The NHS has engaged in the great gene race too. At the end of January, Health Secretary Matt Hancock announced the launch of a ‘genomic volunteering’ scheme, in which the NHS will sell a DNA-sequencing service to healthy people who want to predict their risk of developing various conditions, including cancer and dementia (and offer it for free to people with serious conditions).
Their anonymised data will be shared with researchers at Genomics England, owned by the Department of Health and Social Care, which has already sequenced 100,000 whole genomes from patients with rare diseases and common cancers – making it the world’s largest genomic database with associated clinical data. It is not yet known when the service will start or how it will work, beyond a plan to sequence five million genomes in the UK in the next five years.
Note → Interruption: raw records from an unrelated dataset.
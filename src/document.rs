//! Document adapter: YAML text ⇄ position-tagged `Node` trees.
//!
//! Parsing collects `saphyr-parser` events up front (with their spans) and
//! folds them into one `Node` per document. Rendering writes block-style
//! YAML one document at a time, with `serde_yaml` deciding which strings can
//! stay plain.
pub mod resolve;

use std::collections::HashMap;
use std::sync::Arc;

use log::{debug, trace};
use saphyr_parser::{Event, Parser, ScalarStyle, Span, SpannedEventReceiver};

use crate::error::DocumentError;
use crate::node::{Mark, Node, NodeKind, ScalarValue};

/// Source label used when the caller does not name the input.
pub const DEFAULT_SOURCE: &str = "<unicode string>";

const CORE_TAG_PREFIXES: [&str; 2] = ["!!", "tag:yaml.org,2002:"];

// ————————————————————————————————————————————————————————————————————————————
// PARSE
// ————————————————————————————————————————————————————————————————————————————

/// Split a stream into its documents. An empty stream yields no documents.
pub fn parse(text: &str, source: &str) -> Result<Vec<Node>, DocumentError> {
    let mut collector = EventCollector::default();
    Parser::new_from_str(text)
        .load(&mut collector, true)
        .map_err(|e| DocumentError::Parse {
            message: e.info().to_string(),
            label: source.to_string(),
            line: e.marker().line(),
            column: e.marker().col() + 1,
        })?;

    let mut builder = Builder {
        events: &collector.events,
        pos: 0,
        anchors: HashMap::new(),
        source: Arc::from(source),
    };
    let docs = builder.stream()?;
    debug!("parsed {} document(s) from {source}", docs.len());
    Ok(docs)
}

/// Exactly one document; an empty stream is a single null document.
pub fn parse_single(text: &str, source: &str) -> Result<Node, DocumentError> {
    let mut docs = parse(text, source)?;
    match docs.len() {
        0 => Ok(Node::scalar(ScalarValue::Null, "", Mark::new(Arc::from(source), 1, 1))),
        1 => Ok(docs.remove(0)),
        count => Err(DocumentError::MultipleDocuments { count, mark: docs.swap_remove(1).mark }),
    }
}

#[derive(Debug, Clone)]
enum OwnedEvent {
    StreamStart,
    StreamEnd,
    DocumentStart,
    DocumentEnd,
    Alias(usize),
    Scalar {
        value: String,
        style: ScalarStyle,
        anchor: usize,
        core_tag: Option<String>,
    },
    SequenceStart { anchor: usize },
    SequenceEnd,
    MappingStart { anchor: usize },
    MappingEnd,
}

#[derive(Debug, Clone)]
struct SpannedEvent {
    event: OwnedEvent,
    line: usize,
    column: usize,
}

#[derive(Default)]
struct EventCollector {
    events: Vec<SpannedEvent>,
}

impl SpannedEventReceiver<'_> for EventCollector {
    fn on_event(&mut self, event: Event<'_>, span: Span) {
        let owned = match event {
            Event::StreamStart => OwnedEvent::StreamStart,
            Event::StreamEnd => OwnedEvent::StreamEnd,
            Event::DocumentStart(_) => OwnedEvent::DocumentStart,
            Event::DocumentEnd => OwnedEvent::DocumentEnd,
            Event::Alias(id) => OwnedEvent::Alias(id),
            Event::Scalar(value, style, anchor, tag) => OwnedEvent::Scalar {
                value: value.into_owned(),
                style,
                anchor,
                core_tag: tag.as_ref().and_then(|t| {
                    CORE_TAG_PREFIXES
                        .contains(&t.handle.as_str())
                        .then(|| t.suffix.clone())
                }),
            },
            Event::SequenceStart(anchor, _tag) => OwnedEvent::SequenceStart { anchor },
            Event::SequenceEnd => OwnedEvent::SequenceEnd,
            Event::MappingStart(anchor, _tag) => OwnedEvent::MappingStart { anchor },
            Event::MappingEnd => OwnedEvent::MappingEnd,
            Event::Nothing => return,
        };
        trace!("yaml event {owned:?} at {}:{}", span.start.line(), span.start.col());
        self.events.push(SpannedEvent {
            event: owned,
            line: span.start.line(),
            column: span.start.col() + 1,
        });
    }
}

struct Builder<'e> {
    events: &'e [SpannedEvent],
    pos: usize,
    anchors: HashMap<usize, Node>,
    source: Arc<str>,
}

impl<'e> Builder<'e> {
    fn mark(&self, ev: &SpannedEvent) -> Mark {
        Mark::new(Arc::clone(&self.source), ev.line, ev.column)
    }

    fn unexpected(&self, ev: Option<&SpannedEvent>, what: &str) -> DocumentError {
        let (line, column) = ev.map_or((0, 0), |e| (e.line, e.column));
        DocumentError::Parse {
            message: format!("unexpected {what}"),
            label: self.source.to_string(),
            line,
            column,
        }
    }

    fn next(&mut self) -> Option<&'e SpannedEvent> {
        let ev = self.events.get(self.pos);
        self.pos += 1;
        ev
    }

    fn peek(&self) -> Option<&'e SpannedEvent> {
        self.events.get(self.pos)
    }

    fn stream(&mut self) -> Result<Vec<Node>, DocumentError> {
        let mut docs = Vec::new();
        loop {
            let events = self.events;
            let Some(ev) = events.get(self.pos) else { return Ok(docs) };
            self.pos += 1;
            match &ev.event {
                OwnedEvent::StreamStart => {}
                OwnedEvent::StreamEnd => return Ok(docs),
                OwnedEvent::DocumentStart => {
                    // anchors do not carry across documents
                    self.anchors.clear();
                    let doc = match self.peek().map(|e| &e.event) {
                        Some(OwnedEvent::DocumentEnd) => {
                            Node::scalar(ScalarValue::Null, "", self.mark(ev))
                        }
                        _ => self.node()?,
                    };
                    match self.next().map(|e| &e.event) {
                        Some(OwnedEvent::DocumentEnd) => {}
                        _ => {
                            let bad = self.events.get(self.pos.saturating_sub(1));
                            return Err(self.unexpected(bad, "content after document"));
                        }
                    }
                    docs.push(doc);
                }
                _ => return Err(self.unexpected(Some(ev), "event outside of a document")),
            }
        }
    }

    fn node(&mut self) -> Result<Node, DocumentError> {
        let events = self.events;
        let Some(ev) = events.get(self.pos) else {
            return Err(self.unexpected(None, "end of stream"));
        };
        self.pos += 1;
        let mark = self.mark(ev);

        let (node, anchor) = match &ev.event {
            OwnedEvent::Scalar { value, style, anchor, core_tag } => {
                let resolved = match core_tag.as_deref().and_then(|t| resolve::resolve_tagged(value, t)) {
                    Some(v) => v,
                    None if matches!(style, ScalarStyle::Plain) && core_tag.is_none() => {
                        resolve::resolve_plain(value)
                    }
                    None => ScalarValue::Str(value.clone()),
                };
                (Node::scalar(resolved, value.clone(), mark), *anchor)
            }
            OwnedEvent::SequenceStart { anchor } => {
                let mut items = Vec::new();
                loop {
                    if matches!(self.peek().map(|e| &e.event), Some(OwnedEvent::SequenceEnd)) {
                        self.pos += 1;
                        break;
                    }
                    items.push(self.node()?);
                }
                (Node::new(NodeKind::Sequence(items), mark), *anchor)
            }
            OwnedEvent::MappingStart { anchor } => {
                let mut entries = Vec::new();
                loop {
                    if matches!(self.peek().map(|e| &e.event), Some(OwnedEvent::MappingEnd)) {
                        self.pos += 1;
                        break;
                    }
                    let key = self.node()?;
                    let value = self.node()?;
                    entries.push((key, value));
                }
                (Node::new(NodeKind::Mapping(entries), mark), *anchor)
            }
            OwnedEvent::Alias(id) => {
                let Some(target) = self.anchors.get(id) else {
                    return Err(DocumentError::UnknownAlias { mark });
                };
                // the copy reports where the alias was written
                let node = Node::new(target.kind.clone(), mark);
                return Ok(node);
            }
            _ => return Err(self.unexpected(Some(ev), "event inside a node")),
        };

        if anchor != 0 {
            self.anchors.insert(anchor, node.clone());
        }
        Ok(node)
    }
}

// ————————————————————————————————————————————————————————————————————————————
// RENDER
// ————————————————————————————————————————————————————————————————————————————

/// Render a single document in block style. A top-level scalar is closed
/// with `...`.
///
/// String scalars that the parser above would resolve to something other
/// than a string are quoted, so rendered text always reads back as the same
/// node kinds.
pub fn render(node: &Node) -> Result<String, DocumentError> {
    let mut out = String::new();
    match &node.kind {
        NodeKind::Scalar(s) => {
            out.push_str(&scalar_text(&s.value, false)?);
            out.push_str("\n...\n");
        }
        _ if is_empty_collection(node) => {
            out.push_str(&flow_text(node)?);
            out.push('\n');
        }
        _ => {
            for line in block_lines(node)? {
                out.push_str(&line);
                out.push('\n');
            }
        }
    }
    Ok(out)
}

fn is_empty_collection(node: &Node) -> bool {
    match &node.kind {
        NodeKind::Sequence(items) => items.is_empty(),
        NodeKind::Mapping(entries) => entries.is_empty(),
        NodeKind::Scalar(_) => false,
    }
}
‘Every genome sequenced moves us a step closer to unlocking life-saving treatments,’ Hancock has said. Critics claim it breaches a core principle of the NHS – creating a two-tier system, whereby people who can afford to can access services that are denied to others. That said, many geneticists predict that costs will tumble as uptake rises, meaning DNA testing of babies could eventually be as normal as the heel-prick test (for nine congenital conditions, cystic fibrosis among them).
‘But behind each of those sequences is a person,’ points out Dr Anna Middleton, head of society and ethics research at the Wellcome Genome Campus and Sanger Institute, near Cambridge. And the combination of genetic data with clinical and lifestyle history adds up to a ‘very, very, very valuable data set’. So valuable, ‘You start to think, where could that data end up?’
Last year, Genomics England confirmed it had fought off multiple foreign hacker attacks; by comparison, worrying about what Facebook is doing with your friends list is small-fry.